Arga yang mendengarkan cerita ibu Yuni jadi kasihan. Cerita rumah tangganya tidak jauh beda dengan Anita,di selingkuhi dan dia pergi dengan selingkuhannya,begitu pun Anita.
"Oh ya nak Arga,kata Anita nak Arga juga bercerai dengan istrinya?"tanya ibu Yuni.
"Iya bu,saya juga sama dengan Anita,bercerai karena di selingkuhi."jawab Arga.
Keduanya diam,memandang kembali anak-anak yang sedang asyik bermain air.
"Nak Arga,apakah ada niatan untuk mencari pemdamping lagi?"tanya ibu Yuni tiba-tiba.
"Eh,apa bu?"tanya Arga,dia tahu pertanyaannya namun karena dia melamun jadi menanyakan lagi pertanyaannya.
"Apa nak Arga ada niatan untuk mencari pendamping lagi?"tanya ibu Yuni lagi.
"Iya bu,ada. Tapi saya belum ada pandangan siapa yang nanti menjadi pendampingku nanti. Dia juga harus menerima Celine sebagai anaknya."
"Setiap laki-laki dan juga perempuan yang sudah tidak punya pasangan namun sudah punya anak,ya yang di cari pasti yang menerima anaknya,karena akan hidup selamanya."
"Iya bu,saya sedang mencari orang itu,yang menerima Celine dan pekerjaanku yang kadang padat sekali di kantor mengurusi orang yang mau di tolong."
"Iya,betul nak Arga."
Diam lagi keduanya.
"Bagiamana dengan Anita nak Arga?"
Kini Arga kaget,sejujurnya dia juga mau mendekati Anita tapi waktunya sangat tidak pas dengan keadaan. Apa dia akan datang di waktu malam saja ya?pikir Arga
__ADS_1
"Saya tidak tahu bu,apakah Anita mau dengan saya."kata Arga,tiba-tiba saja dia jadi rendah diri.
Memang benar,untuk mendekati perempuan yang pernah di sakiti itu sangat sulit di yakinkan,apa lagi jika sudah ada anak. Jika bisa mereka tidak akan mau menikah lagi kalau sudah ada penghasilan lebih besar. Buat apa menikah jika nantinya akan tersakiti lagi,apa lagi yang pernah trauma dalam rumah tangga.

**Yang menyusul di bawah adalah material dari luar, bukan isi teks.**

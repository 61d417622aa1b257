// Google Gemini adapter (generateContent API)
// API Reference: https://ai.google.dev/api/generate-content

use crate::llm::provider::LLMAdapter;
use crate::types::{AppError, AppResult, LLMRequest, LLMResponse, ResponseFormat, TokenUsage};
use async_trait::async_trait;
use reqwest::Client;
use serde::{Deserialize, Serialize};
use serde_json::{Map, Value};

pub const GEMINI_API_BASE: &str = "https://generativelanguage.googleapis.com/v1beta";

pub struct GoogleAdapter {
    client: Client,
    api_key: String,
    api_base: String,
}

#[derive(Serialize)]
#[serde(rename_all = "camelCase")]
struct GenerateRequest {
    #[serde(skip_serializing_if = "Option::is_none")]
    system_instruction: Option<GeminiContent>,
    contents: Vec<GeminiContent>,
    generation_config: GenerationConfig,
}

#[derive(Serialize, Deserialize)]
struct GeminiContent {
    #[serde(skip_serializing_if = "Option::is_none")]
    role: Option<String>,
    #[serde(default)]
    parts: Vec<GeminiPart>,
}

#[derive(Serialize, Deserialize)]
struct GeminiPart {
    #[serde(default)]
    text: Option<String>,
}

#[derive(Serialize, Default)]
#[serde(rename_all = "camelCase")]
struct GenerationConfig {
    #[serde(skip_serializing_if = "Option::is_none")]
    temperature: Option<f32>,
    #[serde(skip_serializing_if = "Option::is_none")]
    max_output_tokens: Option<u32>,
    #[serde(skip_serializing_if = "Option::is_none")]
    response_mime_type: Option<String>,
    #[serde(skip_serializing_if = "Option::is_none")]
    response_schema: Option<Value>,
}

#[derive(Deserialize)]
#[serde(rename_all = "camelCase")]
struct GenerateResponse {
    #[serde(default)]
    candidates: Vec<Candidate>,
    #[serde(default)]
    usage_metadata: Option<UsageMetadata>,
}

#[derive(Deserialize)]
#[serde(rename_all = "camelCase")]
struct Candidate {
    #[serde(default)]
    content: Option<GeminiContent>,
    #[serde(default)]
    finish_reason: Option<String>,
}

#[derive(Deserialize)]
#[serde(rename_all = "camelCase")]
struct UsageMetadata {
    #[serde(default)]
    prompt_token_count: u32,
    #[serde(default)]
    candidates_token_count: u32,
    #[serde(default)]
    total_token_count: u32,
}

#[derive(Deserialize)]
struct GeminiErrorResponse {
    error: GeminiError,
}

#[derive(Deserialize)]
struct GeminiError {
    message: String,
    #[serde(default)]
    status: Option<String>,
}

impl GoogleAdapter {
    pub fn new_with_api_base(api_key: &str, api_base: &str) -> Self {
        Self {
            client: Client::new(),
            api_key: api_key.to_string(),
            api_base: api_base.trim_end_matches('/').to_string(),
        }
    }

    fn build_body(request: &LLMRequest) -> GenerateRequest {
        let text_content = |role: Option<&str>, text: &str| GeminiContent {
            role: role.map(String::from),
            parts: vec![GeminiPart { text: Some(text.to_string()) }],
        };

        let contents = request
            .messages
            .iter()
            .map(|m| {
                // Gemini names the assistant role "model"
                let role = if m.role == "assistant" { "model" } else { "user" };
                text_content(Some(role), &m.content)
            })
            .collect();

        let mut generation_config = GenerationConfig {
            temperature: request.temperature,
            max_output_tokens: request.max_tokens,
            ..Default::default()
        };
        if let Some(ResponseFormat::JsonSchema { schema, .. }) = &request.response_format {
            generation_config.response_mime_type = Some("application/json".to_string());
            generation_config.response_schema = Some(to_gemini_schema(schema));
        }

        GenerateRequest {
            system_instruction: request
                .system_instruction
                .as_deref()
                .map(|s| text_content(None, s)),
            contents,
            generation_config,
        }
    }
}

#[async_trait]
impl LLMAdapter for GoogleAdapter {
    async fn create_chat_completion(&self, request: &LLMRequest) -> AppResult<LLMResponse> {
        let url = format!("{}/models/{}:generateContent", self.api_base, request.model);

        let response = self
            .client
            .post(&url)
            .header("x-goog-api-key", &self.api_key)
            .json(&Self::build_body(request))
            .send()
            .await
            .map_err(|e| AppError::Upstream(format!("Gemini request failed: {}", e)))?;

        let status = response.status();
        if !status.is_success() {
            let error_text = response.text().await.unwrap_or_default();
            if let Ok(error_response) = serde_json::from_str::<GeminiErrorResponse>(&error_text) {
                return Err(AppError::Upstream(format!(
                    "Gemini API error ({}): {} (status: {:?})",
                    status, error_response.error.message, error_response.error.status
                )));
            }
            return Err(AppError::Upstream(format!("Gemini API error ({}): {}", status, error_text)));
        }

        let generated: GenerateResponse = response
            .json()
            .await
            .map_err(|e| AppError::Upstream(format!("Failed to parse Gemini response: {}", e)))?;

        let candidate = generated
            .candidates
            .into_iter()
            .next()
            .ok_or_else(|| AppError::Upstream("Gemini returned no candidates".to_string()))?;

        let content = candidate
            .content
            .map(|c| {
                c.parts
                    .into_iter()
                    .filter_map(|p| p.text)
                    .collect::<Vec<_>>()
                    .join("")
            })
            .unwrap_or_default();

        let usage = generated
            .usage_metadata
            .map(|u| TokenUsage {
                prompt_tokens: u.prompt_token_count,
                completion_tokens: u.candidates_token_count,
                total_tokens: u.total_token_count,
            })
            .unwrap_or_default();

        Ok(LLMResponse {
            content,
            finish_reason: candidate.finish_reason.unwrap_or_else(|| "STOP".to_string()),
            usage,
        })
    }
}

/// Rewrite a JSON Schema into the OpenAPI subset Gemini's `responseSchema` accepts:
/// `$ref`s are inlined, `["T", "null"]` becomes `T` + `nullable`, and unsupported
/// keywords are dropped.
pub fn to_gemini_schema(schema: &Value) -> Value {
    let defs = schema
        .get("$defs")
        .or_else(|| schema.get("definitions"))
        .cloned()
        .unwrap_or(Value::Null);
    convert_node(schema, &defs, 0)
}

const MAX_REF_DEPTH: usize = 16;

fn convert_node(node: &Value, defs: &Value, depth: usize) -> Value {
    let Some(obj) = node.as_object() else {
        return node.clone();
    };

    if let Some(reference) = obj.get("$ref").and_then(Value::as_str) {
        let name = reference.rsplit('/').next().unwrap_or(reference);
        return match defs.get(name) {
            Some(target) if depth < MAX_REF_DEPTH => convert_node(target, defs, depth + 1),
            _ => Value::Object(Map::new()),
        };
    }

    let mut out = Map::new();
    for (key, value) in obj {
        match key.as_str() {
            "type" => match value {
                Value::Array(types) => {
                    let non_null: Vec<&Value> =
                        types.iter().filter(|t| t.as_str() != Some("null")).collect();
                    if let Some(first) = non_null.first() {
                        out.insert("type".to_string(), (*first).clone());
                    }
                    if non_null.len() < types.len() {
                        out.insert("nullable".to_string(), Value::Bool(true));
                    }
                }
                other => {
                    out.insert("type".to_string(), other.clone());
                }
            },
            "properties" => {
                let props = value
                    .as_object()
                    .map(|p| {
                        p.iter()
                            .map(|(k, v)| (k.clone(), convert_node(v, defs, depth)))
                            .collect::<Map<_, _>>()
                    })
                    .unwrap_or_default();
                out.insert("properties".to_string(), Value::Object(props));
            }
            "items" => {
                out.insert("items".to_string(), convert_node(value, defs, depth));
            }
            "description" | "required" | "enum" => {
                out.insert(key.clone(), value.clone());
            }
            _ => {}
        }
    }
    Value::Object(out)
}

#[cfg(test)]
mod tests {
    use super::*;
    use serde_json::json;

    #[test]
    fn test_schema_conversion_inlines_refs_and_nullables() {
        let schema = json!({
            "$schema": "https://json-schema.org/draft/2020-12/schema",
            "title": "Record",
            "type": "object",
            "properties": {
                "count": {"type": "integer", "format": "uint32", "minimum": 0},
                "items": {"type": "array", "items": {"$ref": "#/$defs/Item"}}
            },
            "required": ["count", "items"],
            "$defs": {
                "Item": {
                    "type": "object",
                    "properties": {
                        "note": {"type": ["string", "null"], "description": "optional"}
                    }
                }
            }
        });

        let converted = to_gemini_schema(&schema);
        assert!(converted.get("$schema").is_none());
        assert!(converted.get("$defs").is_none());
        assert!(converted.get("title").is_none());
        assert_eq!(converted["properties"]["count"], json!({"type": "integer"}));
        let note = &converted["properties"]["items"]["items"]["properties"]["note"];
        assert_eq!(note["type"], "string");
        assert_eq!(note["nullable"], true);
        assert_eq!(note["description"], "optional");
        assert_eq!(converted["required"], json!(["count", "items"]));
    }

    #[test]
    fn test_build_body_maps_roles_and_schema() {
        let mut request = LLMRequest::new("gemini-2.5-flash", "system text", "question")
            .with_response_format(ResponseFormat::JsonSchema {
                name: "R".to_string(),
                schema: json!({"type": "object"}),
            });
        request.messages.push(crate::types::LLMMessage::assistant("earlier answer"));

        let body = serde_json::to_value(GoogleAdapter::build_body(&request)).unwrap();
        assert_eq!(body["systemInstruction"]["parts"][0]["text"], "system text");
        assert_eq!(body["contents"][0]["role"], "user");
        assert_eq!(body["contents"][1]["role"], "model");
        assert_eq!(body["generationConfig"]["responseMimeType"], "application/json");
    }
}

"Ibu akan coba bantu nak Arga jika memang nak Arga sungguh-sungguh dengan Anita. Memang tidak akan mudah,namun kita berusaha dan berdoa maka Tuhanpun akan memberi jalan dengan niat baik kita. Tidak ada yang mudah untuk mencapai kebahagiaan yang hakiki nak Arga. Takdir memang di tentukan oleh Tuhan,namun kita di wajibkan untuk berusaha dan berdoa."ucap ibu Yuni panjang lebar.
Arga yang mendengar perkataan ibu Yuni semakin yakin kalau dia akan mengejar Anita. Mereka sama-sama tersakiti,dan mereka juga pasti belajar dari pengalaman masing-masing dari kisah rumah tangga mereka.
"Iya bu,saya ingin mendekati Anita lagi. Sejujurnya dulu juga saya suka sama Anita,tapi karena jarak dan waktu tidak bisa memberi kesempatan saya untuk mengejar Anita."ucap Arga.
Ibu Yuni tersenyum,dia lalu memberi sebuah jeruk pada Arga. Arga menerimanya lalu mengelupasnya dan memakannya.
"Seperti buah jeruk,terlihat dari luar itu warnanya sangat mencolok dan ingin memakannya semua. Tapi kita tidak tahu apakah jeruk ini rasanya asem atau manis,sama dengan kehidupan rumah tangga.Kelihatannya terlihat harmonis tapi di dalamnya masih terdapat dua perasaan yang berbeda.Ada suka dan ada duka,semuanya adan dalam jeruk,manis dan asam.Suka dan duka ada di dalam kehidupan rumah tangga. Jadi bagaimana kita menyikapinya,bagaimana kita makan jeruk itu,nak Arga paham maksud ibu?"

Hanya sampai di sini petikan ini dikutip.